En ce qui concerne la force employée par l’AI contre le plaignant, je suis convaincu qu’elle ne dépassait pas ce qui était raisonnablement nécessaire pour procéder à l’arrestation de ce dernier. L’AI était conscient de la position précaire dans laquelle se trouvait le plaignant, perché sur le rebord extérieur du deuxième étage d’un bâtiment à deux étages. Lorsque le plaignant n’a pas écouté l’ordre de l’agent lui demandant de se rendre et qu’il a dit qu’il allait sauter, l’AI a pris la sage décision de reculer afin de ne pas provoquer le plaignant. Il a maintenu cette position jusqu’à ce que le plaignant tente de monter sur le toit du troisième étage d’un bâtiment adjacent. L’agent a saisi cette occasion pour intervenir physiquement auprès du plaignant de la seule manière possible à ce moment-là, à savoir en le tirant vers le bas. L’agent aurait pu choisir une tactique plus passive et permettre au plaignant d’atteindre le troisième étage, où les négociations auraient pu se poursuivre. Cela dit, l’AI aurait eu raison de craindre que le plaignant n’échappe à son arrestation ou ne subisse des blessures encore plus graves s’il tombait de trois étages au lieu de deux. En raison de ces considérations contradictoires, je ne suis pas en mesure de conclure, sur la base d’un jugement raisonnable, que l’AI a agi de manière déraisonnable.

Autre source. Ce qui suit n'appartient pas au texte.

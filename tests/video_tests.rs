use actix_web::{http, test};
use serde_json::json;
use sqlx::PgPool;
use uuid::Uuid;

use video_catalog_backend::config::UploadLimits;

mod common;

fn video_body(categories: &[Uuid], genres: &[Uuid]) -> serde_json::Value {
    json!({
        "title": "The Long Road",
        "description": "A road movie",
        "year_launched": 2010,
        "opened": true,
        "rating": "14",
        "duration": 120,
        "categories_id": categories,
        "genres_id": genres,
    })
}

fn ids(resource: &serde_json::Value, key: &str) -> Vec<Uuid> {
    let mut ids: Vec<Uuid> = resource[key]
        .as_array()
        .unwrap()
        .iter()
        .map(|item| item["id"].as_str().unwrap().parse().unwrap())
        .collect();
    ids.sort();
    ids
}

#[sqlx::test]
async fn test_video_store_with_relations(pool: PgPool) {
    let dir = tempfile::tempdir().unwrap();
    let app = common::setup_test_app(pool.clone(), common::local_store(dir.path()).await, UploadLimits::default()).await;
    let c1 = common::create_category(&pool, "Action").await;
    let g1 = common::create_genre(&pool, "Thriller", &[c1]).await;

    let req = test::TestRequest::post()
        .uri("/api/videos")
        .set_json(&video_body(&[c1], &[g1]))
        .to_request();
    let resp = test::call_service(&app, req).await;
    assert_eq!(resp.status(), http::StatusCode::CREATED);

    let body = test::read_body(resp).await;
    let video: serde_json::Value = serde_json::from_slice(&body).unwrap();
    assert_eq!(video["title"], "The Long Road");
    assert_eq!(video["rating"], "14");
    assert_eq!(video["opened"], true);
    assert!(video["thumb_file"].is_null());
    assert!(video["video_file"].is_null());
    assert_eq!(ids(&video, "categories"), vec![c1]);
    assert_eq!(ids(&video, "genres"), vec![g1]);

    let id: Uuid = video["id"].as_str().unwrap().parse().unwrap();
    assert_eq!(common::linked(&pool, "category_video", "video_id", "category_id", id).await, vec![c1]);
    assert_eq!(common::linked(&pool, "genre_video", "video_id", "genre_id", id).await, vec![g1]);

    let req = test::TestRequest::get()
        .uri(&format!("/api/videos/{}", id))
        .to_request();
    let resp = test::call_service(&app, req).await;
    assert!(resp.status().is_success());
    let body = test::read_body(resp).await;
    let shown: serde_json::Value = serde_json::from_slice(&body).unwrap();
    assert_eq!(shown["id"], video["id"]);
    assert_eq!(ids(&shown, "genres"), vec![g1]);
}

#[sqlx::test]
async fn test_video_update_leaves_omitted_relations(pool: PgPool) {
    let dir = tempfile::tempdir().unwrap();
    let app = common::setup_test_app(pool.clone(), common::local_store(dir.path()).await, UploadLimits::default()).await;
    let c1 = common::create_category(&pool, "Action").await;
    let c2 = common::create_category(&pool, "Drama").await;
    let g1 = common::create_genre(&pool, "Thriller", &[c1, c2]).await;

    let req = test::TestRequest::post()
        .uri("/api/videos")
        .set_json(&video_body(&[c1], &[g1]))
        .to_request();
    let body = test::read_body(test::call_service(&app, req).await).await;
    let created: serde_json::Value = serde_json::from_slice(&body).unwrap();
    let id: Uuid = created["id"].as_str().unwrap().parse().unwrap();

    let mut update = video_body(&[c2], &[]);
    update.as_object_mut().unwrap().remove("genres_id");
    update["title"] = json!("The Longer Road");

    let req = test::TestRequest::put()
        .uri(&format!("/api/videos/{}", id))
        .set_json(&update)
        .to_request();
    let resp = test::call_service(&app, req).await;
    assert!(resp.status().is_success());

    let body = test::read_body(resp).await;
    let updated: serde_json::Value = serde_json::from_slice(&body).unwrap();
    assert_eq!(updated["title"], "The Longer Road");
    assert_eq!(ids(&updated, "categories"), vec![c2]);
    assert_eq!(ids(&updated, "genres"), vec![g1]);

    assert_eq!(common::linked(&pool, "category_video", "video_id", "category_id", id).await, vec![c2]);
    assert_eq!(common::linked(&pool, "genre_video", "video_id", "genre_id", id).await, vec![g1]);
}

#[sqlx::test]
async fn test_video_update_replaces_full_sets(pool: PgPool) {
    let dir = tempfile::tempdir().unwrap();
    let app = common::setup_test_app(pool.clone(), common::local_store(dir.path()).await, UploadLimits::default()).await;
    let c1 = common::create_category(&pool, "Action").await;
    let c2 = common::create_category(&pool, "Drama").await;
    let c3 = common::create_category(&pool, "Comedy").await;
    let g1 = common::create_genre(&pool, "Thriller", &[c1, c2, c3]).await;
    let g2 = common::create_genre(&pool, "Noir", &[c1, c2, c3]).await;

    let req = test::TestRequest::post()
        .uri("/api/videos")
        .set_json(&video_body(&[c1, c2], &[g1]))
        .to_request();
    let body = test::read_body(test::call_service(&app, req).await).await;
    let created: serde_json::Value = serde_json::from_slice(&body).unwrap();
    let id: Uuid = created["id"].as_str().unwrap().parse().unwrap();

    let req = test::TestRequest::put()
        .uri(&format!("/api/videos/{}", id))
        .set_json(&video_body(&[c2, c3], &[g2, g2]))
        .to_request();
    let resp = test::call_service(&app, req).await;
    assert!(resp.status().is_success());

    assert_eq!(
        common::linked(&pool, "category_video", "video_id", "category_id", id).await,
        common::sorted(vec![c2, c3])
    );
    assert_eq!(common::linked(&pool, "genre_video", "video_id", "genre_id", id).await, vec![g2]);
}

#[sqlx::test]
async fn test_video_store_rejects_bad_references(pool: PgPool) {
    let dir = tempfile::tempdir().unwrap();
    let app = common::setup_test_app(pool.clone(), common::local_store(dir.path()).await, UploadLimits::default()).await;
    let c1 = common::create_category(&pool, "Action").await;
    let g1 = common::create_genre(&pool, "Thriller", &[c1]).await;
    let deleted_category = common::create_category(&pool, "Gone").await;
    common::soft_delete(&pool, "categories", deleted_category).await;

    let bodies = [
        video_body(&[c1, deleted_category], &[g1]),
        video_body(&[c1], &[g1, Uuid::new_v4()]),
        video_body(&[Uuid::new_v4()], &[g1]),
    ];
    for body in bodies {
        let req = test::TestRequest::post()
            .uri("/api/videos")
            .set_json(&body)
            .to_request();
        let resp = test::call_service(&app, req).await;
        assert_eq!(resp.status(), http::StatusCode::UNPROCESSABLE_ENTITY);
    }

    assert_eq!(common::count(&pool, "SELECT COUNT(*) FROM videos").await, 0);
    assert_eq!(common::count(&pool, "SELECT COUNT(*) FROM category_video").await, 0);
    assert_eq!(common::count(&pool, "SELECT COUNT(*) FROM genre_video").await, 0);
}

#[sqlx::test]
async fn test_video_genre_must_belong_to_a_category(pool: PgPool) {
    let dir = tempfile::tempdir().unwrap();
    let app = common::setup_test_app(pool.clone(), common::local_store(dir.path()).await, UploadLimits::default()).await;
    let c1 = common::create_category(&pool, "Action").await;
    let c2 = common::create_category(&pool, "Drama").await;
    let g2 = common::create_genre(&pool, "Melodrama", &[c2]).await;

    let req = test::TestRequest::post()
        .uri("/api/videos")
        .set_json(&video_body(&[c1], &[g2]))
        .to_request();
    let resp = test::call_service(&app, req).await;
    assert_eq!(resp.status(), http::StatusCode::UNPROCESSABLE_ENTITY);

    let body = test::read_body(resp).await;
    let errors: serde_json::Value = serde_json::from_slice(&body).unwrap();
    assert!(errors["errors"]["genres_id"].is_array());
    assert_eq!(common::count(&pool, "SELECT COUNT(*) FROM videos").await, 0);
}

#[sqlx::test]
async fn test_video_validation(pool: PgPool) {
    let dir = tempfile::tempdir().unwrap();
    let app = common::setup_test_app(pool.clone(), common::local_store(dir.path()).await, UploadLimits::default()).await;
    let c1 = common::create_category(&pool, "Action").await;
    let g1 = common::create_genre(&pool, "Thriller", &[c1]).await;

    let mut missing_lists = video_body(&[c1], &[g1]);
    missing_lists.as_object_mut().unwrap().remove("categories_id");
    missing_lists.as_object_mut().unwrap().remove("genres_id");

    let mut bad_year = video_body(&[c1], &[g1]);
    bad_year["year_launched"] = json!(99);

    let mut bad_rating = video_body(&[c1], &[g1]);
    bad_rating["rating"] = json!("21");

    let mut empty_title = video_body(&[c1], &[g1]);
    empty_title["title"] = json!("");

    for body in [missing_lists, bad_year, bad_rating, empty_title, video_body(&[], &[g1])] {
        let req = test::TestRequest::post()
            .uri("/api/videos")
            .set_json(&body)
            .to_request();
        let resp = test::call_service(&app, req).await;
        assert_eq!(resp.status(), http::StatusCode::UNPROCESSABLE_ENTITY);
    }

    assert_eq!(common::count(&pool, "SELECT COUNT(*) FROM videos").await, 0);
}

#[sqlx::test]
async fn test_video_update_unknown_id(pool: PgPool) {
    let dir = tempfile::tempdir().unwrap();
    let app = common::setup_test_app(pool.clone(), common::local_store(dir.path()).await, UploadLimits::default()).await;
    let c1 = common::create_category(&pool, "Action").await;
    let g1 = common::create_genre(&pool, "Thriller", &[c1]).await;

    let req = test::TestRequest::put()
        .uri(&format!("/api/videos/{}", Uuid::new_v4()))
        .set_json(&video_body(&[c1], &[g1]))
        .to_request();
    let resp = test::call_service(&app, req).await;
    assert_eq!(resp.status(), http::StatusCode::NOT_FOUND);

    assert_eq!(common::count(&pool, "SELECT COUNT(*) FROM category_video").await, 0);
    assert_eq!(common::count(&pool, "SELECT COUNT(*) FROM genre_video").await, 0);
}

#[sqlx::test]
async fn test_video_soft_delete_and_restore(pool: PgPool) {
    let dir = tempfile::tempdir().unwrap();
    let app = common::setup_test_app(pool.clone(), common::local_store(dir.path()).await, UploadLimits::default()).await;
    let id = common::create_video(&pool, "Old Reel").await;

    let req = test::TestRequest::delete()
        .uri(&format!("/api/videos/{}", id))
        .to_request();
    assert_eq!(test::call_service(&app, req).await.status(), http::StatusCode::NO_CONTENT);

    let req = test::TestRequest::get()
        .uri(&format!("/api/videos/{}", id))
        .to_request();
    assert_eq!(test::call_service(&app, req).await.status(), http::StatusCode::NOT_FOUND);

    let req = test::TestRequest::get().uri("/api/videos").to_request();
    let body = test::read_body(test::call_service(&app, req).await).await;
    let listed: Vec<serde_json::Value> = serde_json::from_slice(&body).unwrap();
    assert!(listed.is_empty());

    let req = test::TestRequest::get()
        .uri("/api/videos?with_trashed=true")
        .to_request();
    let body = test::read_body(test::call_service(&app, req).await).await;
    let listed: Vec<serde_json::Value> = serde_json::from_slice(&body).unwrap();
    assert_eq!(listed.len(), 1);
    assert!(!listed[0]["deleted_at"].is_null());

    let req = test::TestRequest::post()
        .uri(&format!("/api/videos/{}/restore", id))
        .to_request();
    let resp = test::call_service(&app, req).await;
    assert!(resp.status().is_success());

    let req = test::TestRequest::get()
        .uri(&format!("/api/videos/{}", id))
        .to_request();
    assert!(test::call_service(&app, req).await.status().is_success());
}

#[sqlx::test]
async fn test_video_hides_deleted_relations(pool: PgPool) {
    let dir = tempfile::tempdir().unwrap();
    let app = common::setup_test_app(pool.clone(), common::local_store(dir.path()).await, UploadLimits::default()).await;
    let c1 = common::create_category(&pool, "Action").await;
    let c2 = common::create_category(&pool, "Drama").await;
    let g1 = common::create_genre(&pool, "Thriller", &[c1, c2]).await;

    let req = test::TestRequest::post()
        .uri("/api/videos")
        .set_json(&video_body(&[c1, c2], &[g1]))
        .to_request();
    let body = test::read_body(test::call_service(&app, req).await).await;
    let created: serde_json::Value = serde_json::from_slice(&body).unwrap();
    let id: Uuid = created["id"].as_str().unwrap().parse().unwrap();

    common::soft_delete(&pool, "categories", c2).await;

    let req = test::TestRequest::get()
        .uri(&format!("/api/videos/{}", id))
        .to_request();
    let body = test::read_body(test::call_service(&app, req).await).await;
    let shown: serde_json::Value = serde_json::from_slice(&body).unwrap();
    assert_eq!(ids(&shown, "categories"), vec![c1]);

    // The join row itself survives the soft delete
    assert_eq!(
        common::linked(&pool, "category_video", "video_id", "category_id", id).await,
        common::sorted(vec![c1, c2])
    );
}

#[sqlx::test]
async fn test_video_reports_every_invalid_field(pool: PgPool) {
    let dir = tempfile::tempdir().unwrap();
    let app = common::setup_test_app(pool.clone(), common::local_store(dir.path()).await, UploadLimits::default()).await;
    let id = common::create_video(&pool, "Old Reel").await;

    let body = json!({
        "title": "",
        "description": "",
        "year_launched": "s",
        "opened": "s",
        "rating": 0,
        "duration": "s",
        "categories_id": "",
        "genres_id": "",
    });

    let requests = [
        test::TestRequest::post().uri("/api/videos"),
        test::TestRequest::put().uri(&format!("/api/videos/{}", id)),
    ];
    for request in requests {
        let resp = test::call_service(&app, request.set_json(&body).to_request()).await;
        assert_eq!(resp.status(), http::StatusCode::UNPROCESSABLE_ENTITY);

        let body = test::read_body(resp).await;
        let errors: serde_json::Value = serde_json::from_slice(&body).unwrap();
        for field in [
            "title",
            "description",
            "year_launched",
            "opened",
            "rating",
            "duration",
            "categories_id",
            "genres_id",
        ] {
            assert!(errors["errors"][field].is_array(), "no error for {}", field);
        }
        assert_eq!(errors["errors"]["rating"][0], "The selected rating is invalid.");
        assert_eq!(errors["errors"]["year_launched"][0], "The year_launched must be an integer.");
        assert!(errors["errors"].get("body").is_none());
    }

    let title = sqlx::query_scalar::<_, String>("SELECT title FROM videos WHERE id = $1")
        .bind(id)
        .fetch_one(&pool)
        .await
        .unwrap();
    assert_eq!(title, "Old Reel");
}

Pour les raisons qui précèdent, j’estime qu’il n’y a aucun motif de porter des accusations criminelles dans cette affaire. Le dossier est clos.
Date : 14 mai 2025
Approuvé par voie électronique par
Joseph Martino
Directeur
Unité des enquêtes spéciales
Notes
- 1) Sauf en cas d’indication contraire, les renseignements contenus dans cette section correspondent à ceux reçus par l’UES au moment où elle a été notifiée et ne correspondent pas nécessairement aux conclusions de l’UES à l’issue de son enquête. [Retour au texte]
- 2) Les enregistrements en question contiennent des renseignements personnels de nature délicate et ne sont donc pas divulgués, aux termes du paragraphe 34(2) de la Loi de 2019 sur l’Unité des enquêtes spéciales. Les parties importantes de ces enregistrements sont résumées ci‑dessous. [Retour au texte]
Note:
La version originale anglaise signée du rapport fait autorité. En cas de divergence entre cette version et les versions anglaise ou française en ligne, la version originale anglaise signée du rapport l’emporte.